Como era de se esperar, esse texto tem inflamado a imaginação dos cristãos desde os primeiros séculos da história da igreja, dando origem às expectativas milenaristas ou quiliásticas (do grego chiliás = mil). O tema tornou-se especialmente importante para os protestantes dos últimos dois séculos, dando origem a diversas posições sobre o assunto. Os pós-milenistas eram os otimistas que achavam que a sociedade humana iria aperfeiçoar-se progressivamente, sob a influência da fé cristã, até chegar-se ao “reino de Deus na terra”, quando então Cristo voltaria. Os pré-milenistas, mais comuns em nosso tempo, sustentam uma posição oposta, catastrófica: a humanidade irá corromper-se inexoravelmente até que Cristo venha e interrompa esse processo, criando uma nova realidade. Em geral, os defensores dessa posição acreditam que Cristo irá reinar literalmente por mil anos na terra. Finalmente existem os amilenistas, que não interpretam o milênio literalmente, mas o entendem como uma referência ao reino eterno de Deus. Por sua vez, os nuncmilenistas (do latim nunc = agora) entendem que o milênio já está ocorrendo, uma vez que Cristo é o Senhor de todas as coisas.

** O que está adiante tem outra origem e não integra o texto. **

impl SchemaResolver<'_> {
    /// Synthesize a oneOf/anyOf schema: a named union type is registered
    /// for the branches, and the returned descriptor is a holder object
    /// with a single pass-through field referencing it. anyOf combined
    /// with additionalProperties also captures the leftover-key map on
    /// the holder.
    pub(super) fn synthesize_union(
        &mut self,
        schema: &Schema,
        path: &[String],
    ) -> Result<ResolvedSchema, ResolveError> {
        let (members, suffix) = if !schema.one_of.is_empty() {
            (&schema.one_of, "OneOf")
        } else {
            (&schema.any_of, "AnyOf")
        };

        let base = format!("{}{suffix}", join_path(path));
        let union_name = self.tracker.generate_unique_name(&base);
        // Members are resolved before the union type itself registers;
        // hold the name so none of them can take it.
        self.tracker.reserve(&union_name);

        let mut elements = Vec::with_capacity(members.len());
        for (i, member) in members.iter().enumerate() {
            let mut member_path = path.to_vec();
            member_path.push(format!("{suffix}{i}"));
            let resolved = self
                .resolve_node(member, &member_path)
                .map_err(|e| e.at(&member_path))?;

            let element = match (&resolved.shape, resolved.primitive_name()) {
                (TypeShape::Named(name), _) => UnionElement::Named(name.clone()),
                (_, Some(primitive)) => UnionElement::Primitive(primitive.to_string()),
                _ => {
                    // Inline compound member: promote it to its own named
                    // definition so the union can refer to it.
                    let inline_name =
                        self.tracker.generate_unique_name(&join_path(&member_path));
                    let def = TypeDefinition::new(inline_name.clone(), "")
                        .with_schema(resolved)
                        .at(SpecLocation::Union);
                    self.tracker.register(def, "");
                    UnionElement::Named(inline_name)
                }
            };
            elements.push(element);
        }

        let encoding = match elements.len() {
            1 => UnionEncoding::Passthrough,
            2 => UnionEncoding::Either,
            _ => UnionEncoding::RawDispatch,
        };
        debug!(
            "union {union_name}: {} branches, {encoding:?} encoding",
            elements.len()
        );

        let discriminator = schema.discriminator.as_ref().map(|d| DiscriminatorInfo {
            property_name: d.property_name.clone(),
            mapping: d
                .mapping
                .iter()
                .map(|(value, target)| {
                    let resolved = self
                        .tracker
                        .lookup_by_ref(target)
                        .map(str::to_string)
                        .unwrap_or_else(|| target.clone());
                    (value.clone(), resolved)
                })
                .collect(),
        });

        let union_schema = ResolvedSchema {
            shape: TypeShape::Union(UnionDescriptor {
                elements,
                encoding,
                discriminator,
            }),
            ..Default::default()
        };
        let def = TypeDefinition::new(union_name.clone(), "")
            .with_schema(union_schema)
            .at(SpecLocation::Union);
        self.tracker.register(def, "");

        // anyOf alongside additionalProperties: the holder keeps both the
        // matched variant and the leftover keys.
        let additional = if !schema.any_of.is_empty() {
            self.resolve_additional(schema, path)?
        } else {
            None
        };

        let holder_field = Property {
            name: normalize_name(&union_name),
            json_name: UNION_FIELD_JSON_NAME.to_string(),
            schema: ResolvedSchema::named(union_name),
            constraints: Default::default(),
            embedded: false,
            sensitive: false,
            indirect: true,
        };

        Ok(ResolvedSchema {
            shape: TypeShape::Object(vec![holder_field]),
            additional_properties: additional.map(Box::new),
            description: schema.description.clone(),
            ..Default::default()
        })
    }

    /// Merge an allOf composition into one flattened struct.
    ///
    /// Metadata-only members contribute no type of their own; bare
    /// reference members are embedded; members with properties contribute
    /// fields in order. Field-name collisions across members are kept as
    /// distinct fields with an `AllOf{i}` suffix on the later one, never
    /// dropped.
    pub(super) fn synthesize_all_of(
        &mut self,
        schema: &Schema,
        path: &[String],
    ) -> Result<ResolvedSchema, ResolveError> {
        // Degenerate form: a single reference member with no sibling
        // properties collapses to a plain alias of the referent.
        if schema.all_of.len() == 1 && schema.properties.is_empty() {
            if let SchemaOrRef::Ref { .. } = &schema.all_of[0] {
                let mut resolved = self.resolve_node(&schema.all_of[0], path)?;
                resolved.description = schema.description.clone();
                return Ok(resolved);
            }
        }

        let mut properties: Vec<Property> = Vec::new();
        let mut description = schema.description.clone();

        for (i, member) in schema.all_of.iter().enumerate() {
            match member {
                SchemaOrRef::Ref { .. } => {
                    let indirect = self.closes_cycle(member);
                    let resolved = self.resolve_node(member, path)?;
                    let name = resolved
                        .ref_name()
                        .unwrap_or_default()
                        .to_string();
                    properties.push(Property {
                        name: normalize_name(&name),
                        json_name: String::new(),
                        schema: resolved,
                        constraints: Default::default(),
                        embedded: true,
                        sensitive: false,
                        indirect,
                    });
                }
                SchemaOrRef::Schema(member_schema) => {
                    if member_schema.is_metadata_only() {
                        // Annotation-only member: fold its description into
                        // the parent, produce no type.
                        if description.is_none() {
                            description = member_schema.description.clone();
                        }
                        continue;
                    }
                    if !member_schema.all_of.is_empty() {
                        let nested = self.synthesize_all_of(member_schema, path)?;
                        self.splice_member_properties(&mut properties, nested.properties(), i);
                        continue;
                    }
                    // Member-local required list plus the parent's applies
                    // to the member's own properties.
                    let mut required = member_schema.required.clone();
                    required.extend(schema.required.iter().cloned());
                    let member_props =
                        self.resolve_properties(member_schema, path, &required)?;
                    self.splice_member_properties(&mut properties, &member_props, i);
                }
            }
        }

        // Sibling properties declared next to the allOf list merge last.
        if !schema.properties.is_empty() {
            let sibling = self.resolve_properties(schema, path, &schema.required)?;
            let index = schema.all_of.len();
            self.splice_member_properties(&mut properties, &sibling, index);
        }

        Ok(ResolvedSchema {
            shape: TypeShape::Object(properties),
            description,
            ..Default::default()
        })
    }

    fn splice_member_properties(
        &self,
        merged: &mut Vec<Property>,
        incoming: &[Property],
        member_index: usize,
    ) {
        for prop in incoming {
            let mut prop = prop.clone();
            if merged.iter().any(|p| p.name.pascal_case == prop.name.pascal_case) {
                let disambiguated =
                    format!("{}AllOf{member_index}", prop.name.original);
                debug!(
                    "allOf field collision on {}, renaming to {disambiguated}",
                    prop.json_name
                );
                prop.name = normalize_name(&disambiguated);
            }
            merged.push(prop);
        }
    }
}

O único precedente conhecido de uma passagem de milênio foi o que ocorreu há mil anos, em plena Idade Média. Numa época em que o cristianismo exercia poderosa influência sobre a sociedade, as expectativas apocalípticas foram intensas e as pessoas procuravam sinais, especialmente nas convulsões sociais e nos fenômenos da natureza, de que o fim estava próximo. No mundo pós-cristão e secularizado em que vivemos, tais expectativas ainda estão presentes, porém bastante atenuadas.

Talvez a melhor maneira de encarar o assunto seja a partir de outro prisma apontado pela Bíblia Sagrada: a fragilidade e transitoriedade da vida humana em contraste com a eternidade e imutabilidade de Deus, que relativiza a categoria do tempo e nos abre a possibilidade de transcendê-la. Dirigindo-se a Deus, o salmista afirma: “Pois mil anos aos teus olhos são como o dia de ontem que se foi, e como a vigília da noite” (Sl 90.4). O autor do Eclesiastes lamenta a situação de alguém que vivesse “duas vezes mil anos”, mas não usufruísse o bem (Ec 6.6). Finalmente, Pedro, o apóstolo, exorta aqueles que acham demorada a intervenção divina a lembrar que “para com o Senhor, um dia é como mil anos, e mil anos como um dia” (2 Pe 3.8). Assim, os seres humanos são conclamados a encarar todas as coisas sub specie aeternitatis, ou seja, desde a perspectiva da eternidade e das realidades transcendentes, a única possibilidade de atribuir-se um significado mais pleno e mais profundo à vida, ao tempo e à história.